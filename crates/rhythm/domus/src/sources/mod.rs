//! Data sources the Domus host serves the sandbox from.

mod http;
mod memory;

pub use http::HttpMiscData;
pub use memory::{InMemoryPosts, InMemorySessionStore, InMemoryTakes, StaticMiscData, StreamAccess};

use async_trait::async_trait;
use rhythm_types::{Post, PostId, PostQuery, UserRef};
use serde::{Deserialize, Serialize};
use serde_json::Value;

use crate::error::{DomusError, PostSourceError};

/// Result type for source operations
pub type SourceResult<T> = Result<T, DomusError>;

/// A user's rating of a post on one field.
#[derive(Clone, Debug, PartialEq, Eq, Serialize, Deserialize)]
pub struct Take {
    pub post_id: PostId,
    /// Full username of the taker.
    pub user: String,
    pub field_id: i64,
    pub value: i64,
}

/// Key a session blob is stored under.
#[derive(Clone, Debug, PartialEq, Eq, Hash)]
pub struct SessionScope {
    pub user: String,
    pub rhythm: String,
}

/// Posts visible to a sort.
#[async_trait]
pub trait PostSource: Send + Sync {
    /// Resolve a query on behalf of `requester`.
    async fn get_posts(
        &self,
        query: &PostQuery,
        requester: &UserRef,
    ) -> Result<Vec<Post>, PostSourceError>;
}

/// Historical takes.
#[async_trait]
pub trait TakeSource: Send + Sync {
    /// Takes by `user`, optionally on one field only.
    async fn takes_by_user(&self, user: &str, field_id: Option<i64>) -> SourceResult<Vec<Take>>;

    /// Takes on any of `post_ids`, optionally on one field only.
    async fn takes_on_posts(
        &self,
        post_ids: &[PostId],
        field_id: Option<i64>,
    ) -> SourceResult<Vec<Take>>;
}

/// One string blob per (user, Rhythm).
#[async_trait]
pub trait SessionStore: Send + Sync {
    async fn load(&self, scope: &SessionScope) -> SourceResult<Option<String>>;

    async fn save(&self, scope: &SessionScope, data: String) -> SourceResult<()>;
}

/// Opaque external data addressed by URL.
#[async_trait]
pub trait MiscDataSource: Send + Sync {
    async fn fetch(&self, url: &str) -> SourceResult<Value>;
}
//! Error taxonomy shared across the boundary.
//!
//! Errors never cross between domains as native Rust errors. They travel as an
//! [`ErrorReport`]: a stable string code plus a JSON data object.

use serde::{Deserialize, Serialize};
use serde_json::{json, Value};

/// Every code the engine itself can report.
///
/// Data-source codes coming from the Domus side are translated into the
/// `SortRequest*` variants by [`translate_post_source_code`].
#[derive(Clone, Copy, Debug, PartialEq, Eq, Hash)]
pub enum ErrorCode {
    // Transport
    TransportTimeout,
    TransportHandshakeTimeout,
    TransportClosed,

    // Validation
    RunRhythmInvalid,
    KindredInvalid,

    // Sandbox execution
    RhythmEvalException,
    MainMissing,
    RhythmInit,
    RhythmMain,
    RhythmFinal,
    RhythmTimeout,
    KindredTimeout,
    Busy,
    Internal,

    // Data source
    SortRequestStream,
    SortRequestPrivate,
    SortRequestModeration,
    SortRequestPosts,

    // Capability misuse and failures
    SetSortValueInvalid,
    SetSortOutOfPhase,
    SetPostQuantityValueInvalid,
    SetTimeWindowValueInvalid,
    SetSearchValueInvalid,
    SetWithContentValueInvalid,
    FetchTakesValueInvalid,
    FetchTakesFailed,
    FetchUserTakesValueInvalid,
    FetchUserTakesFailed,
    GetMiscDataValueInvalid,
    GetMiscDataFailed,
    StoreDataValueInvalid,
    StoreDataFailed,
    GetStoredDataFailed,
}

impl ErrorCode {
    /// Stable wire representation.
    pub fn as_str(&self) -> &'static str {
        match self {
            ErrorCode::TransportTimeout => "transport_timeout",
            ErrorCode::TransportHandshakeTimeout => "transport_handshake_timeout",
            ErrorCode::TransportClosed => "transport_closed",
            ErrorCode::RunRhythmInvalid => "filter_run_rhythm_invalid",
            ErrorCode::KindredInvalid => "filter_kindred_invalid",
            ErrorCode::RhythmEvalException => "filter_rhythm_eval_exception",
            ErrorCode::MainMissing => "filter_main_missing",
            ErrorCode::RhythmInit => "filter_rhythm_init",
            ErrorCode::RhythmMain => "filter_rhythm_main",
            ErrorCode::RhythmFinal => "filter_rhythm_final",
            ErrorCode::RhythmTimeout => "filter_rhythm_timeout",
            ErrorCode::KindredTimeout => "filter_kindred_timeout",
            ErrorCode::Busy => "filter_busy",
            ErrorCode::Internal => "filter_internal",
            ErrorCode::SortRequestStream => "SortRequest_stream",
            ErrorCode::SortRequestPrivate => "SortRequest_private",
            ErrorCode::SortRequestModeration => "SortRequest_moderation",
            ErrorCode::SortRequestPosts => "SortRequest_posts",
            ErrorCode::SetSortValueInvalid => "filter_set_sort_value_invalid",
            ErrorCode::SetSortOutOfPhase => "filter_set_sort_out_of_phase",
            ErrorCode::SetPostQuantityValueInvalid => "filter_set_post_quantity_value_invalid",
            ErrorCode::SetTimeWindowValueInvalid => "filter_set_time_window_value_invalid",
            ErrorCode::SetSearchValueInvalid => "filter_set_search_value_invalid",
            ErrorCode::SetWithContentValueInvalid => "filter_set_with_content_value_invalid",
            ErrorCode::FetchTakesValueInvalid => "filter_fetch_takes_value_invalid",
            ErrorCode::FetchTakesFailed => "filter_fetch_takes_failed",
            ErrorCode::FetchUserTakesValueInvalid => "filter_fetch_user_takes_value_invalid",
            ErrorCode::FetchUserTakesFailed => "filter_fetch_user_takes_failed",
            ErrorCode::GetMiscDataValueInvalid => "filter_get_misc_data_value_invalid",
            ErrorCode::GetMiscDataFailed => "filter_get_misc_data_failed",
            ErrorCode::StoreDataValueInvalid => "filter_store_data_value_invalid",
            ErrorCode::StoreDataFailed => "filter_store_data_failed",
            ErrorCode::GetStoredDataFailed => "filter_get_stored_data_failed",
        }
    }
}

impl std::fmt::Display for ErrorCode {
    fn fmt(&self, f: &mut std::fmt::Formatter<'_>) -> std::fmt::Result {
        f.write_str(self.as_str())
    }
}

/// An error as it travels between domains.
#[derive(Clone, Debug, PartialEq, Serialize, Deserialize)]
pub struct ErrorReport {
    pub code: String,
    #[serde(default)]
    pub data: Value,
}

impl ErrorReport {
    pub fn new(code: ErrorCode, data: Value) -> Self {
        Self {
            code: code.as_str().to_string(),
            data,
        }
    }

    /// Report carrying only a human-readable message.
    pub fn with_message(code: ErrorCode, message: impl Into<String>) -> Self {
        Self::new(code, json!({ "message": message.into() }))
    }

    /// Report with a code that is not one of ours, e.g. a Domus data-source code.
    pub fn raw(code: impl Into<String>, data: Value) -> Self {
        Self {
            code: code.into(),
            data,
        }
    }

    pub fn is(&self, code: ErrorCode) -> bool {
        self.code == code.as_str()
    }

    pub fn message(&self) -> Option<&str> {
        self.data.get("message").and_then(Value::as_str)
    }
}

impl std::fmt::Display for ErrorReport {
    fn fmt(&self, f: &mut std::fmt::Formatter<'_>) -> std::fmt::Result {
        match self.message() {
            Some(message) => write!(f, "{}: {}", self.code, message),
            None => write!(f, "{}", self.code),
        }
    }
}

impl std::error::Error for ErrorReport {}

/// Collapse a fine-grained post-source code into the request-facing set.
pub fn translate_post_source_code(code: &str) -> ErrorCode {
    match code {
        "stream_not_found"
        | "stream_version_not_found"
        | "stream_invalid"
        | "stream_owner_not_found" => ErrorCode::SortRequestStream,
        "stream_private" | "post_private" | "user_private" => ErrorCode::SortRequestPrivate,
        "ring_moderation" | "user_moderation" | "stream_moderation" => {
            ErrorCode::SortRequestModeration
        }
        _ => ErrorCode::SortRequestPosts,
    }
}

#[cfg(test)]
mod tests {
    use super::*;

    #[test]
    fn codes_use_the_filter_namespace() {
        assert_eq!(ErrorCode::RhythmMain.as_str(), "filter_rhythm_main");
        assert_eq!(
            ErrorCode::RhythmEvalException.to_string(),
            "filter_rhythm_eval_exception"
        );
    }

    #[test]
    fn translation_collapses_source_codes() {
        assert_eq!(
            translate_post_source_code("stream_version_not_found"),
            ErrorCode::SortRequestStream
        );
        assert_eq!(
            translate_post_source_code("post_private"),
            ErrorCode::SortRequestPrivate
        );
        assert_eq!(
            translate_post_source_code("ring_moderation"),
            ErrorCode::SortRequestModeration
        );
        assert_eq!(
            translate_post_source_code("disk_on_fire"),
            ErrorCode::SortRequestPosts
        );
    }

    #[test]
    fn report_display_includes_message() {
        let report = ErrorReport::with_message(ErrorCode::RhythmInit, "boom");
        assert_eq!(report.to_string(), "filter_rhythm_init: boom");
        assert!(report.is(ErrorCode::RhythmInit));
    }
}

:: Your objective ::
What is the number of lines in the records that hold the word "struct"? Answer with that number only.

:: Task solution ::
3